Monthly Archives: December 2014

The Unsung Heroes of Startup Funding – The Large Corporation

Large Corporations Investing in Startups from The Startup Garage

The Unsung Heroes of Startup Funding – The Large Corporation

Sunne Justice sat across from me, explaining her company mission, and her interest in creating a conscious cloud technology business.

She had a startup business that had successfully raised 1.5 millions dollars for a cloud technology venture.

Listening, I was amazed, “How could a business, 5 years in the making; one that still had their product in beta (a type of tech trial basis), managed to raise so much venture capital?” “Of course,” I thought. “As an experienced corporate CEO, it must be easy for Sunne, to raise the money. She had the contacts.”

But after a lot of research, some digging and a few interviews, I realized that many startups have found the venture capital they needed, and without too much of an effort; even without having too many corporate contacts or finance experience.

They just knew where to look.

If you have a great idea or an existing start-up that needs money to grow, you can borrow from friends and family but a better and more lucrative option, may be to find venture capital in the corporate world.
 

Where Do I Find The Kind of Capital I Need?

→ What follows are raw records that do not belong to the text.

//! [`SqliteStore`] — the SQLite implementation of [`PatentStore`].

use std::path::Path;

use chrono::{NaiveDate, Utc};
use rusqlite::OptionalExtension as _;
use uuid::Uuid;

use patsync_core::{
  patent::{Patent, StoredPatent},
  store::{
    AssigneeActivity, CpcGroupCount, InventorCount, PatentStore,
    StoreOverview, TrendPoint,
  },
  sync::{NewSyncRun, SyncRunRecord},
};

use crate::{
  Error, Result,
  encode::{
    RawPatentRow, RawSyncRun, decode_date, encode_date, encode_dt,
    encode_list, encode_status, encode_uuid,
  },
  schema::SCHEMA,
};

const PATENT_COLUMNS: &str = "patent_number, title, abstract, assignee, \
   inventors, filing_date, grant_date, cpc_codes, search_query, category, \
   created_at, updated_at";

// ─── Store ───────────────────────────────────────────────────────────────────

/// A patsync store backed by a single SQLite file.
///
/// Cloning is cheap — the inner connection is reference-counted.
#[derive(Clone)]
pub struct SqliteStore {
  conn: tokio_rusqlite::Connection,
}

impl SqliteStore {
  /// Open (or create) a store at `path` and run schema initialisation.
  pub async fn open(path: impl AsRef<Path>) -> Result<Self> {
    let conn = tokio_rusqlite::Connection::open(path).await?;
    let store = Self { conn };
    store.init_schema().await?;
    Ok(store)
  }

  /// Open an in-memory store — useful for testing.
  pub async fn open_in_memory() -> Result<Self> {
    let conn = tokio_rusqlite::Connection::open_in_memory().await?;
    let store = Self { conn };
    store.init_schema().await?;
    Ok(store)
  }

  async fn init_schema(&self) -> Result<()> {
    self
      .conn
      .call(|conn| {
        conn.execute_batch(SCHEMA)?;
        Ok(())
      })
      .await?;
    Ok(())
  }
}

// ─── PatentStore impl ────────────────────────────────────────────────────────

impl PatentStore for SqliteStore {
  type Error = Error;

  // ── Patents ───────────────────────────────────────────────────────────────

  async fn upsert_patent(&self, patent: &Patent) -> Result<()> {
    let id            = patent.id.clone();
    let title         = patent.title.clone();
    let abstract_text = patent.abstract_text.clone();
    let assignee      = patent.assignee.clone();
    let inventors     = encode_list(&patent.inventors)?;
    let filing_date   = patent.filing_date.map(encode_date);
    let grant_date    = patent.grant_date.map(encode_date);
    let cpc_codes     = encode_list(&patent.cpc_codes)?;
    let search_query  = patent.source_query.clone();
    let category      = patent.category.clone();
    let now           = encode_dt(Utc::now());

    self
      .conn
      .call(move |conn| {
        conn.execute(
          &format!(
            "INSERT INTO patents ({PATENT_COLUMNS})
             VALUES (?1, ?2, ?3, ?4, ?5, ?6, ?7, ?8, ?9, ?10, ?11, ?11)
             ON CONFLICT(patent_number) DO UPDATE SET
               title        = excluded.title,
               abstract     = excluded.abstract,
               assignee     = excluded.assignee,
               inventors    = excluded.inventors,
               filing_date  = excluded.filing_date,
               grant_date   = excluded.grant_date,
               cpc_codes    = excluded.cpc_codes,
               search_query = excluded.search_query,
               category     = excluded.category,
               updated_at   = excluded.updated_at"
          ),
          rusqlite::params![
            id,
            title,
            abstract_text,
            assignee,
            inventors,
            filing_date,
            grant_date,
            cpc_codes,
            search_query,
            category,
            now,
          ],
        )?;
        Ok(())
      })
      .await?;
    Ok(())
  }

  async fn get_patent(&self, id: &str) -> Result<Option<StoredPatent>> {
    let id = id.to_owned();

    let raw: Option<RawPatentRow> = self
      .conn
      .call(move |conn| {
        Ok(
          conn
            .query_row(
              &format!(
                "SELECT {PATENT_COLUMNS} FROM patents WHERE patent_number = ?1"
              ),
              rusqlite::params![id],
              |row| {
                Ok(RawPatentRow {
                  patent_number: row.get(0)?,
                  title:         row.get(1)?,
                  abstract_text: row.get(2)?,
                  assignee:      row.get(3)?,
                  inventors:     row.get(4)?,
                  filing_date:   row.get(5)?,
                  grant_date:    row.get(6)?,
                  cpc_codes:     row.get(7)?,
                  search_query:  row.get(8)?,
                  category:      row.get(9)?,
                  created_at:    row.get(10)?,
                  updated_at:    row.get(11)?,
                })
              },
            )
            .optional()?,
        )
      })
      .await?;

    raw.map(RawPatentRow::into_stored).transpose()
  }

  async fn patent_count(&self) -> Result<u64> {
    let count: i64 = self
      .conn
      .call(|conn| {
        Ok(conn.query_row("SELECT COUNT(*) FROM patents", [], |r| r.get(0))?)
      })
      .await?;
    Ok(count.max(0) as u64)
  }

  // ── Sync audit log ────────────────────────────────────────────────────────

  async fn append_sync_run(&self, input: NewSyncRun) -> Result<SyncRunRecord> {
    let record = SyncRunRecord {
      run_id:         Uuid::new_v4(),
      range_from:     input.range_from,
      range_to:       input.range_to,
      records_loaded: input.records_loaded,
      query_terms:    input.query_terms,
      status:         input.status,
      created_at:     Utc::now(),
    };

    let run_id      = encode_uuid(record.run_id);
    let range_from  = encode_date(record.range_from);
    let range_to    = encode_date(record.range_to);
    let loaded      = record.records_loaded as i64;
    let query_terms = encode_list(&record.query_terms)?;
    let status      = encode_status(record.status).to_owned();
    let created_at  = encode_dt(record.created_at);

    self
      .conn
      .call(move |conn| {
        conn.execute(
          "INSERT INTO sync_log (run_id, range_from, range_to,
             records_loaded, query_terms, sync_status, created_at)
           VALUES (?1, ?2, ?3, ?4, ?5, ?6, ?7)",
          rusqlite::params![
            run_id, range_from, range_to, loaded, query_terms, status,
            created_at,
          ],
        )?;
        Ok(())
      })
      .await?;

    Ok(record)
  }

  async fn last_completed_sync(&self) -> Result<Option<NaiveDate>> {
    let raw: Option<String> = self
      .conn
      .call(|conn| {
        Ok(
          conn
            .query_row(
              "SELECT MAX(range_to) FROM sync_log
               WHERE sync_status = 'completed'",
              [],
              |r| r.get(0),
            )
            .optional()?
            .flatten(),
        )
      })
      .await?;

    raw.as_deref().map(decode_date).transpose()
  }

  async fn recent_sync_runs(&self, limit: usize) -> Result<Vec<SyncRunRecord>> {
    let limit = limit as i64;

    let raws: Vec<RawSyncRun> = self
      .conn
      .call(move |conn| {
        let mut stmt = conn.prepare(
          "SELECT run_id, range_from, range_to, records_loaded,
                  query_terms, sync_status, created_at
           FROM sync_log
           ORDER BY created_at DESC, run_id
           LIMIT ?1",
        )?;
        let rows = stmt
          .query_map(rusqlite::params![limit], |row| {
            Ok(RawSyncRun {
              run_id:         row.get(0)?,
              range_from:     row.get(1)?,
              range_to:       row.get(2)?,
              records_loaded: row.get(3)?,
              query_terms:    row.get(4)?,
              sync_status:    row.get(5)?,
              created_at:     row.get(6)?,
            })
          })?
          .collect::<rusqlite::Result<Vec<_>>>()?;
        Ok(rows)
      })
      .await?;

    raws.into_iter().map(RawSyncRun::into_record).collect()
  }

  // ── Analytics reads ───────────────────────────────────────────────────────

  async fn overview(&self) -> Result<StoreOverview> {
    let (count, earliest, latest, assignees): (
      i64,
      Option<String>,
      Option<String>,
      i64,
    ) = self
      .conn
      .call(|conn| {
        Ok(conn.query_row(
          "SELECT COUNT(*),
                  MIN(filing_date),
                  MAX(filing_date),
                  COUNT(DISTINCT CASE WHEN assignee != '' THEN assignee END)
           FROM patents",
          [],
          |r| Ok((r.get(0)?, r.get(1)?, r.get(2)?, r.get(3)?)),
        )?)
      })
      .await?;

    Ok(StoreOverview {
      total_patents:    count.max(0) as u64,
      earliest_filing:  earliest.as_deref().map(decode_date).transpose()?,
      latest_filing:    latest.as_deref().map(decode_date).transpose()?,
      unique_assignees: assignees.max(0) as u64,
    })
  }

  async fn filing_trends(&self) -> Result<Vec<TrendPoint>> {
    let rows: Vec<(i64, i64)> = self
      .conn
      .call(|conn| {
        let mut stmt = conn.prepare(
          "SELECT CAST(strftime('%Y', filing_date) AS INTEGER) AS filing_year,
                  COUNT(*)
           FROM patents
           WHERE filing_date IS NOT NULL
           GROUP BY filing_year
           ORDER BY filing_year",
        )?;
        let rows = stmt
          .query_map([], |row| Ok((row.get(0)?, row.get(1)?)))?
          .collect::<rusqlite::Result<Vec<_>>>()?;
        Ok(rows)
      })
      .await?;

    Ok(
      rows
        .into_iter()
        .map(|(year, count)| TrendPoint {
          filing_year:  year as i32,
          patent_count: count.max(0) as u64,
        })
        .collect(),
    )
  }

  async fn top_inventors(&self, limit: usize) -> Result<Vec<InventorCount>> {
    let limit = limit as i64;

    let rows: Vec<(String, i64)> = self
      .conn
      .call(move |conn| {
        let mut stmt = conn.prepare(
          "SELECT je.value, COUNT(*) AS patent_count
           FROM patents, json_each(patents.inventors) AS je
           GROUP BY je.value
           ORDER BY patent_count DESC, je.value
           LIMIT ?1",
        )?;
        let rows = stmt
          .query_map(rusqlite::params![limit], |row| {
            Ok((row.get(0)?, row.get(1)?))
          })?
          .collect::<rusqlite::Result<Vec<_>>>()?;
        Ok(rows)
      })
      .await?;

    Ok(
      rows
        .into_iter()
        .map(|(inventor, count)| InventorCount {
          inventor,
          patent_count: count.max(0) as u64,
        })
        .collect(),
    )
  }

  async fn cpc_breakdown(&self, limit: usize) -> Result<Vec<CpcGroupCount>> {
    let limit = limit as i64;

    let rows: Vec<(String, i64)> = self
      .conn
      .call(move |conn| {
        let mut stmt = conn.prepare(
          "SELECT substr(je.value, 1, 4) AS cpc_group, COUNT(*) AS patent_count
           FROM patents, json_each(patents.cpc_codes) AS je
           GROUP BY cpc_group
           ORDER BY patent_count DESC, cpc_group
           LIMIT ?1",
        )?;
        let rows = stmt
          .query_map(rusqlite::params![limit], |row| {
            Ok((row.get(0)?, row.get(1)?))
          })?
          .collect::<rusqlite::Result<Vec<_>>>()?;
        Ok(rows)
      })
      .await?;

    Ok(
      rows
        .into_iter()
        .map(|(cpc_group, count)| CpcGroupCount {
          cpc_group,
          patent_count: count.max(0) as u64,
        })
        .collect(),
    )
  }

  async fn assignee_comparison(&self) -> Result<Vec<AssigneeActivity>> {
    type Row = (String, i64, Option<String>, Option<String>, i64);

    let rows: Vec<Row> = self
      .conn
      .call(|conn| {
        let mut stmt = conn.prepare(
          "SELECT assignee,
                  COUNT(*) AS total_patents,
                  MIN(filing_date),
                  MAX(filing_date),
                  COUNT(DISTINCT strftime('%Y', filing_date))
           FROM patents
           WHERE assignee != ''
           GROUP BY assignee
           ORDER BY total_patents DESC, assignee",
        )?;
        let rows = stmt
          .query_map([], |row| {
            Ok((
              row.get(0)?,
              row.get(1)?,
              row.get(2)?,
              row.get(3)?,
              row.get(4)?,
            ))
          })?
          .collect::<rusqlite::Result<Vec<_>>>()?;
        Ok(rows)
      })
      .await?;

    rows
      .into_iter()
      .map(|(assignee, total, earliest, latest, years)| {
        Ok(AssigneeActivity {
          assignee,
          total_patents:   total.max(0) as u64,
          earliest_filing: earliest.as_deref().map(decode_date).transpose()?,
          latest_filing:   latest.as_deref().map(decode_date).transpose()?,
          active_years:    years.max(0) as u64,
        })
      })
      .collect()
  }
}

A new resource, just recently on the rise is the corporate world. More and more large corporations seem to be opening up venture capital funding departments.

“Wait a minute! Wasn’t that something they tried in the late 1990s?”

It is true. Many financial institutions and corporations tried their hand at venture capital investments and lost their hats in the process. But that was a time when corporations where only looking at the bottom line of a start-up. Now their vision is more global. They see start-ups as an opportunity for innovation.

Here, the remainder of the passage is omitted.